Illegal immigrants make up about 53 percent of the nation's roughly 1.8 million farmworkers, and cutting off the flow of willing workers — legal or not — to the fresh fruits and vegetables that need picking would spell the end for many farmers, Rousseau said.

"We know local folks won't take those jobs, at any price," said Rousseau, who hires up to 700 seasonal workers to harvest his crops in Phoenix.

The bills include a House-approved version calling for military enforcement of the border that would make it a felony to be in the country illegally. Rousseau and other farmers believe that would be disastrous for the industry.

On the opposite end of the spectrum, a bill approved by the Senate Judiciary Committee would allow some illegal immigrants to apply for citizenship while expanding an existing but burdensome guest worker program.

Cutting farmers' access to cross-border workers without giving them an alternative could cost the industry up to $9 billion in annual production, according to the American Farm Bureau Federation, which has long lobbied for a streamlined temporary worker program.

The average wage for skilled and unskilled farm workers is about $10 an hour, said Austin Perez, a labor specialist with the federation. If that were raised to $14, up to a third of the nation's fruit and vegetable farms might be forced out of business, he said. And that still might not be enough to recruit large numbers of native-born workers, Perez added.

While a border crackdown is a vision of doom for many farmers, the numbers show consumers wandering supermarket aisles might hardly feel the difference.

That's because very little of the price of produce actually goes back to the farmer. When you take home a $1 head of lettuce, only 19 cents go to the farmer; and six cents of that go to the worker who picked it, according to the U.S. Department of Agriculture.

The real difference would be whether the food is grown in America or abroad. The shift has begun already, as American farmers face steeper labor, fuel and other costs.

For instance, the town of Gilroy, south of San Jose, still calls itself the "Garlic Capital of the World," and anoints an annual Garlic Queen. But China, where production costs are much lower, now grows about 66 percent of the world's garlic, according to the Agriculture Department.

But farmers point to the country's dependence on foreign oil to show the disadvantages of relying on others. Also, food grown at home is fresher, and can be held to American production standards, with stricter environmental and quality control, farmers said.

Fear of an immigration crackdown is already chasing some ag businesses across the border where the workers are, said vegetable harvester and shipper Steve Scaroni.

His company hires 1,500 people in California and Arizona during harvests to pick fresh produce and take it to companies who bag it and give it a brand name. But some of his customers are so concerned that they're shifting their operations to Mexico. And he's following.

"We just don't feel we can risk keeping all our eggs in the USA basket," he said. "We're competing in an international market. It's easy to say, 'raise wages', but the question is, will we stay in business?"

The solution farmers are hoping for — one not promised by any of the current bills — is a program allowing farmers to bring as many workers as they need across the border, without the time or expense of the current guest worker program.

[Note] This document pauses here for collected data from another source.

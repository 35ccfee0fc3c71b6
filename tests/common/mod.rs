#![allow(dead_code)]

use std::str::FromStr;
use std::sync::Arc;

use axum::{
    body::{to_bytes, Body},
    http::{header, Method, Request, StatusCode},
    Router,
};
use chrono::Utc;
use rust_decimal::Decimal;
use sea_orm::{ActiveModelTrait, EntityTrait, Set};
use serde_json::{json, Value};
use storefront_api::{
    auth::{AuthConfig, ADMIN_ROLE},
    config::{AppConfig, GatewaySettings},
    db,
    entities::{cart, order, payment, product, product_variant, user},
    events::{self, EventSender},
    services::gateway::GatewayClient,
    AppState,
};
use tokio::sync::mpsc;
use tower::ServiceExt;
use uuid::Uuid;
use wiremock::{
    matchers::{method, path},
    Mock, MockServer, ResponseTemplate,
};

pub const JWT_SECRET: &str = "test_secret_key_for_testing_purposes_only_32chars";
pub const WEBHOOK_TOKEN: &str = "test-callback-token";

/// Response status and decoded JSON body.
pub struct TestResponse {
    pub status: StatusCode,
    pub body: Value,
    pub set_cookie: Option<String>,
}

impl TestResponse {
    /// The `data` member of the success envelope.
    pub fn data(&self) -> &Value {
        &self.body["data"]
    }

    /// Cart token from a `Set-Cookie` header, if the response issued one.
    pub fn cart_session(&self) -> Option<String> {
        let cookie = self.set_cookie.as_deref()?;
        let pair = cookie.split(';').next()?;
        pair.strip_prefix("cart_session=").map(str::to_string)
    }
}

/// Reads a decimal that may be serialized as a string or a number.
pub fn dec(value: &Value) -> Decimal {
    match value {
        Value::String(s) => Decimal::from_str(s).expect("decimal string"),
        Value::Number(n) => Decimal::from_str(&n.to_string()).expect("decimal number"),
        other => panic!("expected decimal, got {other}"),
    }
}

/// Helper harness for spinning up an application state backed by an in-memory SQLite database
/// and a mock payment gateway.
pub struct TestApp {
    router: Router,
    pub state: AppState,
    pub gateway: MockServer,
    auth: AuthConfig,
    _event_task: tokio::task::JoinHandle<()>,
}

impl TestApp {
    /// Construct a new test application with fresh database state.
    pub async fn new() -> Self {
        let gateway = MockServer::start().await;

        let mut cfg = AppConfig::new(
            "sqlite::memory:".to_string(),
            JWT_SECRET.to_string(),
            "https://shop.example.com".to_string(),
            GatewaySettings::new(
                "xnd_development_test_key".to_string(),
                WEBHOOK_TOKEN.to_string(),
                gateway.uri(),
            ),
            "test".to_string(),
        );
        // A single connection keeps the in-memory database alive and shared.
        cfg.db_max_connections = 1;
        cfg.db_min_connections = 1;

        let pool = db::establish_connection_from_app_config(&cfg)
            .await
            .expect("failed to create test database");
        db::run_migrations(&pool)
            .await
            .expect("failed to run migrations in tests");

        let (event_tx, event_rx) = mpsc::channel(256);
        let event_task = tokio::spawn(events::process_events(event_rx));

        let client = GatewayClient::new(&cfg.gateway).expect("gateway client");
        let state = AppState::new(
            Arc::new(pool),
            Arc::new(cfg),
            Arc::new(EventSender::new(event_tx)),
            Arc::new(client),
        );
        let router = storefront_api::build_router(state.clone());

        Self {
            router,
            auth: AuthConfig::new(JWT_SECRET),
            state,
            gateway,
            _event_task: event_task,
        }
    }

    pub fn db(&self) -> &sea_orm::DatabaseConnection {
        &self.state.db
    }

    /// Bearer token for `user_id` with the given roles.
    pub fn token_for(&self, user_id: Uuid, roles: &[&str]) -> String {
        self.auth
            .issue_token(
                user_id,
                Some(format!("{}@example.com", user_id.simple())),
                roles.iter().map(|r| r.to_string()).collect(),
                chrono::Duration::hours(1),
            )
            .expect("issue token")
    }

    pub fn admin_token(&self) -> String {
        self.token_for(Uuid::new_v4(), &[ADMIN_ROLE])
    }

    /// Send a request against the router with optional bearer token and cart cookie.
    pub async fn request(
        &self,
        method: Method,
        uri: &str,
        body: Option<Value>,
        token: Option<&str>,
        cart_session: Option<&str>,
    ) -> TestResponse {
        let mut builder = Request::builder().method(method).uri(uri);
        if let Some(tok) = token {
            builder = builder.header(header::AUTHORIZATION, format!("Bearer {}", tok));
        }
        if let Some(session) = cart_session {
            builder = builder.header(header::COOKIE, format!("cart_session={}", session));
        }
        let body = match body {
            Some(json) => {
                builder = builder.header(header::CONTENT_TYPE, "application/json");
                Body::from(serde_json::to_vec(&json).expect("serialize request body"))
            }
            None => Body::empty(),
        };
        self.send(builder.body(body).expect("failed to build request"))
            .await
    }

    /// Send a fully built request.
    pub async fn send(&self, request: Request<Body>) -> TestResponse {
        let response = self
            .router
            .clone()
            .oneshot(request)
            .await
            .expect("router error during test request");
        let status = response.status();
        let set_cookie = response
            .headers()
            .get(header::SET_COOKIE)
            .and_then(|v| v.to_str().ok())
            .map(str::to_string);
        let bytes = to_bytes(response.into_body(), usize::MAX)
            .await
            .expect("read response body");
        let body = if bytes.is_empty() {
            Value::Null
        } else {
            serde_json::from_slice(&bytes).unwrap_or(Value::Null)
        };
        TestResponse {
            status,
            body,
            set_cookie,
        }
    }

    /// Delivers a webhook with the given callback token.
    pub async fn webhook(&self, payload: &str, token: Option<&str>) -> TestResponse {
        let mut builder = Request::builder()
            .method(Method::POST)
            .uri("/api/v1/payments/webhook")
            .header(header::CONTENT_TYPE, "application/json");
        if let Some(token) = token {
            builder = builder.header("x-callback-token", token);
        }
        self.send(builder.body(Body::from(payload.to_string())).unwrap())
            .await
    }

    pub async fn seed_user(&self) -> user::Model {
        let id = Uuid::new_v4();
        user::ActiveModel {
            id: Set(id),
            email: Set(format!("{}@example.com", id.simple())),
            first_name: Set("Maria".to_string()),
            last_name: Set("Santos".to_string()),
            phone_number: Set(Some("+639171234567".to_string())),
            country_code: Set(Some("PH".to_string())),
            created_at: Set(Utc::now()),
        }
        .insert(self.db())
        .await
        .expect("seed user")
    }

    /// A product sold without variants.
    pub async fn seed_product(&self, price: Decimal, stock: i32) -> product::Model {
        let id = Uuid::new_v4();
        product::ActiveModel {
            id: Set(id),
            name: Set(format!("Product {}", &id.simple().to_string()[..8])),
            slug: Set(format!("product-{}", id.simple())),
            base_price: Set(price),
            sale_price: Set(None),
            stock: Set(stock),
            is_active: Set(true),
            created_at: Set(Utc::now()),
            updated_at: Set(Utc::now()),
        }
        .insert(self.db())
        .await
        .expect("seed product")
    }

    /// A product with one variant carrying the price and stock.
    pub async fn seed_variant(
        &self,
        price: Decimal,
        stock: i32,
    ) -> (product::Model, product_variant::Model) {
        let product = self.seed_product(price, 0).await;
        let variant = product_variant::ActiveModel {
            id: Set(Uuid::new_v4()),
            product_id: Set(product.id),
            name: Set("Large".to_string()),
            base_price: Set(price),
            sale_price: Set(None),
            stock: Set(stock),
            created_at: Set(Utc::now()),
        }
        .insert(self.db())
        .await
        .expect("seed variant");
        (product, variant)
    }

    /// Another variant on an existing product, created after any earlier ones.
    pub async fn seed_extra_variant(
        &self,
        product_id: Uuid,
        name: &str,
        price: Decimal,
        stock: i32,
    ) -> product_variant::Model {
        product_variant::ActiveModel {
            id: Set(Uuid::new_v4()),
            product_id: Set(product_id),
            name: Set(name.to_string()),
            base_price: Set(price),
            sale_price: Set(None),
            stock: Set(stock),
            created_at: Set(Utc::now()),
        }
        .insert(self.db())
        .await
        .expect("seed variant")
    }

    async fn update_product(&self, id: Uuid, edit: impl FnOnce(&mut product::ActiveModel)) {
        let model = product::Entity::find_by_id(id)
            .one(self.db())
            .await
            .unwrap()
            .expect("product exists");
        let mut active: product::ActiveModel = model.into();
        edit(&mut active);
        active.update(self.db()).await.expect("update product");
    }

    pub async fn set_product_active(&self, id: Uuid, active: bool) {
        self.update_product(id, |p| p.is_active = Set(active)).await;
    }

    pub async fn set_sale_price(&self, id: Uuid, price: Option<Decimal>) {
        self.update_product(id, |p| p.sale_price = Set(price)).await;
    }

    pub async fn product_stock(&self, id: Uuid) -> i32 {
        product::Entity::find_by_id(id)
            .one(self.db())
            .await
            .unwrap()
            .expect("product exists")
            .stock
    }

    pub async fn variant_stock(&self, id: Uuid) -> i32 {
        product_variant::Entity::find_by_id(id)
            .one(self.db())
            .await
            .unwrap()
            .expect("variant exists")
            .stock
    }

    pub async fn order_count(&self) -> usize {
        order::Entity::find().all(self.db()).await.unwrap().len()
    }

    pub async fn payment_count(&self) -> usize {
        payment::Entity::find().all(self.db()).await.unwrap().len()
    }

    pub async fn cart_count(&self) -> usize {
        cart::Entity::find().all(self.db()).await.unwrap().len()
    }

    pub async fn find_payment(&self, id: Uuid) -> payment::Model {
        payment::Entity::find_by_id(id)
            .one(self.db())
            .await
            .unwrap()
            .expect("payment exists")
    }

    pub async fn find_order(&self, id: Uuid) -> order::Model {
        order::Entity::find_by_id(id)
            .one(self.db())
            .await
            .unwrap()
            .expect("order exists")
    }

    /// Adds a line to the cart of `token` (or the guest `session`).
    pub async fn add_to_cart(
        &self,
        token: Option<&str>,
        session: Option<&str>,
        product_id: Uuid,
        variant_id: Option<Uuid>,
        quantity: i32,
    ) -> TestResponse {
        self.request(
            Method::POST,
            "/api/v1/cart",
            Some(json!({
                "product_id": product_id,
                "variant_id": variant_id,
                "quantity": quantity,
            })),
            token,
            session,
        )
        .await
    }

    /// Gateway accepts every payment request with a fresh id and a web checkout URL.
    pub async fn mock_payment_request_ok(&self) {
        Mock::given(method("POST"))
            .and(path("/v3/payment_requests"))
            .respond_with(move |req: &wiremock::Request| {
                let body: Value = serde_json::from_slice(&req.body).unwrap_or(Value::Null);
                let id = format!("pr-{}", Uuid::new_v4().simple());
                ResponseTemplate::new(201).set_body_json(json!({
                    "payment_request_id": id,
                    "reference_id": body["reference_id"],
                    "status": "REQUIRES_ACTION",
                    "actions": [
                        {"type": "REDIRECT_CUSTOMER", "descriptor": "WEB_URL", "value": format!("https://pay.example.com/{id}")}
                    ]
                }))
            })
            .mount(&self.gateway)
            .await;
    }

    /// Gateway refuses every payment request.
    pub async fn mock_payment_request_rejected(&self) {
        Mock::given(method("POST"))
            .and(path("/v3/payment_requests"))
            .respond_with(ResponseTemplate::new(400).set_body_json(json!({
                "error_code": "CHANNEL_NOT_ACTIVATED",
                "message": "Channel is not activated"
            })))
            .mount(&self.gateway)
            .await;
    }

    /// Posts a checkout paid by GCash; guest contact fields are included.
    pub async fn checkout(
        &self,
        token: Option<&str>,
        session: Option<&str>,
        extra: Value,
    ) -> TestResponse {
        let mut body = json!({
            "shipping_address": {
                "line_1": "6750 Ayala Avenue",
                "city": "Makati",
                "zip_code": "1226",
                "country": "PH"
            },
            "same_as_shipping": true,
            "payment_method": {"type": "ewallet", "wallet": "gcash"},
            "email": "shopper@example.com",
            "first_name": "Juan",
            "last_name": "Dela Cruz",
            "phone_number": "+639170000000"
        });
        if let (Some(target), Some(extra)) = (body.as_object_mut(), extra.as_object()) {
            for (key, value) in extra {
                target.insert(key.clone(), value.clone());
            }
        }
        self.request(Method::POST, "/api/v1/orders", Some(body), token, session)
            .await
    }
}

impl Drop for TestApp {
    fn drop(&mut self) {
        self._event_task.abort();
    }
}
/*!
 * # Authentication
 *
 * Bearer-token authentication for the storefront API. Tokens are HS256 JWTs
 * issued by the identity provider; this module only verifies them and exposes
 * the caller to handlers through extractors:
 *
 * - [`AuthUser`] requires a valid token
 * - [`MaybeAuthUser`] accepts anonymous callers (guest checkout, carts)
 * - [`AdminUser`] requires the `admin` role
 */

use async_trait::async_trait;
use axum::{
    extract::{FromRef, FromRequestParts},
    http::{header, request::Parts},
};
use chrono::{Duration as ChronoDuration, Utc};
use jsonwebtoken::{decode, encode, Algorithm, DecodingKey, EncodingKey, Header, Validation};
use serde::{Deserialize, Serialize};
use std::sync::Arc;
use tracing::debug;
use uuid::Uuid;

use crate::errors::ServiceError;

pub const ADMIN_ROLE: &str = "admin";

/// Claim structure for JWT tokens
#[derive(Debug, Clone, Serialize, Deserialize)]
pub struct Claims {
    pub sub: String, // Subject (user ID)
    #[serde(default)]
    pub email: Option<String>,
    #[serde(default)]
    pub roles: Vec<String>,
    pub iat: i64,
    pub exp: i64,
}

/// Authenticated caller extracted from the bearer token
#[derive(Debug, Clone, Serialize, Deserialize, PartialEq, Eq)]
pub struct AuthUser {
    pub user_id: Uuid,
    pub email: Option<String>,
    pub roles: Vec<String>,
}

impl AuthUser {
    /// Check if the user has a specific role
    pub fn has_role(&self, role: &str) -> bool {
        self.roles.iter().any(|r| r == role)
    }

    /// Check if the user is an admin
    pub fn is_admin(&self) -> bool {
        self.has_role(ADMIN_ROLE)
    }

    /// Owner-or-admin check used by order and payment reads.
    pub fn can_access(&self, owner: Option<Uuid>) -> bool {
        self.is_admin() || owner == Some(self.user_id)
    }
}

/// Token verification settings shared through application state
#[derive(Clone)]
pub struct AuthConfig {
    secret: Arc<str>,
}

impl std::fmt::Debug for AuthConfig {
    fn fmt(&self, f: &mut std::fmt::Formatter<'_>) -> std::fmt::Result {
        f.debug_struct("AuthConfig").finish_non_exhaustive()
    }
}

impl AuthConfig {
    pub fn new(jwt_secret: &str) -> Self {
        Self {
            secret: Arc::from(jwt_secret),
        }
    }

    /// Signs a token for `user_id`. The storefront never logs users in itself;
    /// this exists for operators and tests.
    pub fn issue_token(
        &self,
        user_id: Uuid,
        email: Option<String>,
        roles: Vec<String>,
        ttl: ChronoDuration,
    ) -> Result<String, ServiceError> {
        let now = Utc::now();
        let claims = Claims {
            sub: user_id.to_string(),
            email,
            roles,
            iat: now.timestamp(),
            exp: (now + ttl).timestamp(),
        };
        encode(
            &Header::new(Algorithm::HS256),
            &claims,
            &EncodingKey::from_secret(self.secret.as_bytes()),
        )
        .map_err(|e| ServiceError::InternalError(format!("Failed to sign token: {}", e)))
    }

    pub fn validate_token(&self, token: &str) -> Result<AuthUser, ServiceError> {
        let claims = decode::<Claims>(
            token,
            &DecodingKey::from_secret(self.secret.as_bytes()),
            &Validation::new(Algorithm::HS256),
        )
        .map_err(|e| match e.kind() {
            jsonwebtoken::errors::ErrorKind::ExpiredSignature => {
                ServiceError::Unauthorized("Token expired".to_string())
            }
            _ => ServiceError::Unauthorized("Invalid token".to_string()),
        })?
        .claims;

        let user_id = Uuid::parse_str(&claims.sub)
            .map_err(|_| ServiceError::Unauthorized("Invalid token subject".to_string()))?;

        Ok(AuthUser {
            user_id,
            email: claims.email,
            roles: claims.roles,
        })
    }
}

fn bearer_token(parts: &Parts) -> Result<Option<&str>, ServiceError> {
    let Some(value) = parts.headers.get(header::AUTHORIZATION) else {
        return Ok(None);
    };
    let value = value
        .to_str()
        .map_err(|_| ServiceError::Unauthorized("Malformed Authorization header".to_string()))?;
    value
        .strip_prefix("Bearer ")
        .map(|token| Some(token.trim()))
        .ok_or_else(|| ServiceError::Unauthorized("Expected a bearer token".to_string()))
}

#[async_trait]
impl<S> FromRequestParts<S> for AuthUser
where
    S: Send + Sync,
    AuthConfig: FromRef<S>,
{
    type Rejection = ServiceError;

    async fn from_request_parts(parts: &mut Parts, state: &S) -> Result<Self, Self::Rejection> {
        let config = AuthConfig::from_ref(state);
        let token = bearer_token(parts)?
            .ok_or_else(|| ServiceError::Unauthorized("Authentication required".to_string()))?;
        let user = config.validate_token(token)?;
        debug!(user_id = %user.user_id, "authenticated request");
        Ok(user)
    }
}

/// Caller that may be anonymous. A present but invalid token is still rejected.
#[derive(Debug, Clone)]
pub struct MaybeAuthUser(pub Option<AuthUser>);

impl MaybeAuthUser {
    pub fn user_id(&self) -> Option<Uuid> {
        self.0.as_ref().map(|u| u.user_id)
    }
}

#[async_trait]
impl<S> FromRequestParts<S> for MaybeAuthUser
where
    S: Send + Sync,
    AuthConfig: FromRef<S>,
{
    type Rejection = ServiceError;

    async fn from_request_parts(parts: &mut Parts, state: &S) -> Result<Self, Self::Rejection> {
        match bearer_token(parts)? {
            Some(token) => Ok(MaybeAuthUser(Some(
                AuthConfig::from_ref(state).validate_token(token)?,
            ))),
            None => Ok(MaybeAuthUser(None)),
        }
    }
}

#[derive(Debug, Clone)]
pub struct AdminUser(pub AuthUser);

#[async_trait]
impl<S> FromRequestParts<S> for AdminUser
where
    S: Send + Sync,
    AuthConfig: FromRef<S>,
{
    type Rejection = ServiceError;

    async fn from_request_parts(parts: &mut Parts, state: &S) -> Result<Self, Self::Rejection> {
        let user = AuthUser::from_request_parts(parts, state).await?;
        if !user.is_admin() {
            return Err(ServiceError::Forbidden("Admin access required".to_string()));
        }
        Ok(AdminUser(user))
    }
}

#[cfg(test)]
mod tests {
    use super::*;
    use assert_matches::assert_matches;
    use axum::http::Request;

    const SECRET: &str = "a-test-secret-that-is-long-enough-0123456789";

    fn parts_with(auth: Option<&str>) -> Parts {
        let mut builder = Request::builder().uri("/");
        if let Some(value) = auth {
            builder = builder.header(header::AUTHORIZATION, value);
        }
        builder.body(()).unwrap().into_parts().0
    }

    #[tokio::test]
    async fn valid_token_yields_user() {
        let config = AuthConfig::new(SECRET);
        let user_id = Uuid::new_v4();
        let token = config
            .issue_token(user_id, Some("a@b.test".into()), vec![], ChronoDuration::hours(1))
            .unwrap();
        let mut parts = parts_with(Some(&format!("Bearer {token}")));
        let user = AuthUser::from_request_parts(&mut parts, &config).await.unwrap();
        assert_eq!(user.user_id, user_id);
        assert!(!user.is_admin());
    }

    #[tokio::test]
    async fn missing_token_is_anonymous_for_optional_extractor() {
        let config = AuthConfig::new(SECRET);
        let mut parts = parts_with(None);
        let maybe = MaybeAuthUser::from_request_parts(&mut parts, &config).await.unwrap();
        assert!(maybe.0.is_none());

        let mut parts = parts_with(None);
        assert_matches!(
            AuthUser::from_request_parts(&mut parts, &config).await,
            Err(ServiceError::Unauthorized(_))
        );
    }

    #[tokio::test]
    async fn token_signed_with_other_secret_is_rejected() {
        let other = AuthConfig::new("another-secret-that-is-also-long-enough-987");
        let token = other
            .issue_token(Uuid::new_v4(), None, vec![], ChronoDuration::hours(1))
            .unwrap();
        let config = AuthConfig::new(SECRET);
        let mut parts = parts_with(Some(&format!("Bearer {token}")));
        assert_matches!(
            MaybeAuthUser::from_request_parts(&mut parts, &config).await,
            Err(ServiceError::Unauthorized(_))
        );
    }

    #[tokio::test]
    async fn admin_extractor_requires_role() {
        let config = AuthConfig::new(SECRET);
        let token = config
            .issue_token(Uuid::new_v4(), None, vec![], ChronoDuration::hours(1))
            .unwrap();
        let mut parts = parts_with(Some(&format!("Bearer {token}")));
        assert_matches!(
            AdminUser::from_request_parts(&mut parts, &config).await,
            Err(ServiceError::Forbidden(_))
        );

        let token = config
            .issue_token(
                Uuid::new_v4(),
                None,
                vec![ADMIN_ROLE.to_string()],
                ChronoDuration::hours(1),
            )
            .unwrap();
        let mut parts = parts_with(Some(&format!("Bearer {token}")));
        assert!(AdminUser::from_request_parts(&mut parts, &config).await.is_ok());
    }
}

Chalmers Carr, who ships about 1 million boxes of peaches from his 2,500-acre operation in South Carolina, has been using the existing program to bring in up to 300 workers a year from Mexico.

It's expensive — he estimates it costs him about $500 in fees and transportation costs to bring in one worker for one season, not including the mandatory housing expenses. It's also time consuming — in February, he asked for the workers he'd need in April and was still waiting for approval this week.

"This process has to be streamlined, has to work the way it's supposed to if we're going to rely on it," he said. "These proposals fall way short of fixing the problems, but they're a start. It's something."